The experiments were performed using an HfO2 thin film deposited on an isotropic silicon substrate. According to the manufacturer’s specification, the sample properties were as follows: refractive indices of HfO2 thin film: no = 2.10 and ne = 2.05 with the uncertainties of ± 0.05; thickness of thin film: d = 215 nm with the uncertainty of ± 6%; Euler angles of thin film: θe = 15°, φe = 90° and ψ = 15°; and refractive index of silicon substrate: n = 3.88. It is noted that the absorption of the silicon substrate and anisotropic thin film HfO2 was ignored. Thin-film samples with three different surface roughness were prepared, namely Ra = 6 Å, 197 Å, and 2000 Å. Note that the thin film is coated on the substrate by Co-sputtering system (ULVAC, ACS-4000-C3) and the surface roughness value Ra is average roughness measured by an atomic force microscope (Dimension Icon, Bruker Corp.) with the high resolution non-contact golden silicon probes (NSG10, NT-MDT). It is also noted that the high surface roughness sample was specially made by coating the thin film at the back side of the wafer with Ra = 2000 Å. Thus, in this case the roughness of wafer backside can be used to define the roughness of coated thin film on the substrate.

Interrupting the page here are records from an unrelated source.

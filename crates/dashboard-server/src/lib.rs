//! OCM Dashboard Server
//!
//! Read-only backend of the Open Cluster Management dashboard, built on `axum`.
//!
//! This server provides:
//! - A live managed-cluster stream over Server-Sent Events: every watch
//!   notification triggers a full re-list, and the complete snapshot is pushed
//!   to the browser
//! - JSON views of clusters, cluster sets, placements, addons and manifest works
//! - Health, readiness and Prometheus metrics endpoints
//!
//! # Stream sessions
//!
//! Each stream client gets its own `ChangeStreamController` with its own
//! watch. A session ends when the client disconnects, the server shuts down,
//! or the watch ends; the watch is released on every path.

pub mod api;
pub mod config;
pub mod error;
pub mod extract;
pub mod materializer;
pub mod metrics;
pub mod models;
pub mod server;
pub mod sse;
pub mod stream;
pub mod views;

pub use config::DashboardConfig;
pub use error::{DashboardError, SinkError};
pub use materializer::{ClusterConverter, SnapshotMaterializer, derive_status};
pub use models::*;
pub use server::{AppState, DashboardServer, router};
pub use sse::{EventSink, SseSink, event_channel, sse_response};
pub use stream::{ChangeStreamController, SessionEnd, StreamState, StreamTarget};
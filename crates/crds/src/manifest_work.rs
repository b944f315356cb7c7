//! ManifestWork CRD
//!
//! A bundle of manifests the hub asks a managed cluster to apply. Lives in
//! the cluster's namespace on the hub.

use crate::condition::Condition;
use kube::CustomResource;
use schemars::JsonSchema;
use serde::{Deserialize, Serialize};

#[derive(CustomResource, Debug, Clone, Serialize, Deserialize, JsonSchema, Default)]
#[kube(
    group = "work.open-cluster-management.io",
    version = "v1",
    kind = "ManifestWork",
    namespaced,
    status = "ManifestWorkStatus"
)]
#[serde(rename_all = "camelCase")]
pub struct ManifestWorkSpec {
    #[serde(default)]
    pub workload: ManifestsTemplate,
}

#[derive(Debug, Clone, Serialize, Deserialize, JsonSchema, Default)]
#[serde(rename_all = "camelCase")]
pub struct ManifestsTemplate {
    /// Raw manifests; the dashboard only counts them
    #[serde(default)]
    pub manifests: Vec<serde_json::Value>,
}

#[derive(Debug, Clone, Serialize, Deserialize, JsonSchema, Default)]
#[serde(rename_all = "camelCase")]
pub struct ManifestWorkStatus {
    #[serde(default)]
    pub conditions: Vec<Condition>,
}
//! Well-known OCM labels.

/// Set on a ManagedCluster to place it in a ManagedClusterSet.
pub const CLUSTER_SET_LABEL: &str = "cluster.open-cluster-management.io/clusterset";

/// Set on a PlacementDecision to name the Placement it belongs to.
pub const PLACEMENT_LABEL: &str = "cluster.open-cluster-management.io/placement";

6.1 Inverse extraction of refractive indices, thickness and depolarization matrix
To determine the output Stokes vectors of each sample, scanning polarized angles of 0° to 180° were obtained in steps of 15° by rotating the second polarizer in Fig. 5. In implementing the GA fitting method based on the output Stokes vectors (i.e., the fitness function given in Eq. (12)), the optimized search spaces for the refractive indices, thickness and depolarization matrix elements were set as 1 ≤ ne ≤ 3, 1 ≤ no ≤ 3, 100 nm ≤ d ≤ 300 nm, and −1≤ (A1, A2, A3, P1, P2, P3) ≤1, respectively, and the corresponding maximum error in Eq. (12) for three samples was 10−2, respectively (note that the optimal search space was chosen following the process described in section 5). As a result, Tables 3, 4 and 5 present the extracted results for the thin-film samples with surface roughness values of Ra = 6 Å, 197 Å, and 2000 Å, respectively. Note that the results for each sample represent the average values obtained over four repeated measurements.

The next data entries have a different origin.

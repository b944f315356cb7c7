//! OCM client errors

use thiserror::Error;

/// Errors that can occur when talking to the hub's Kubernetes API
#[derive(Debug, Error)]
pub enum OcmError {
    /// Kubernetes API or transport error
    #[error("Kubernetes error: {0}")]
    Kube(#[from] kube::Error),

    /// JSON serialization/deserialization error
    #[error("Serialization error: {0}")]
    Serialization(#[from] serde_json::Error),

    /// Resource not found
    #[error("Not found: {0}")]
    NotFound(String),

    /// The API server answered with something that is not a list
    #[error("Unexpected response: {0}")]
    UnexpectedResponse(String),

    /// A watch could not be established
    #[error("Watch failed: {0}")]
    Watch(String),
}

impl OcmError {
    /// Whether the error means the requested object does not exist.
    pub fn is_not_found(&self) -> bool {
        match self {
            OcmError::NotFound(_) => true,
            OcmError::Kube(kube::Error::Api(response)) => response.code == 404,
            _ => false,
        }
    }
}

To determine the effective ellipsometric parameters of each sample, scanning polarized angles of 0° to 180° were obtained in steps of 15° by rotating the second polarizer in Fig. 5. As described in , the axes of the four polarization input lights beams (i.e., 0°, 45°, 90°, and R-) in the P′-S′ coordinate system must be rotated through an additional scanning angle of θ in order to convert them from the X-Y coordinate frame. Therefore, the output Stokes vector can be expressed with respect to the P′-S′ coordinate system asEq. (13).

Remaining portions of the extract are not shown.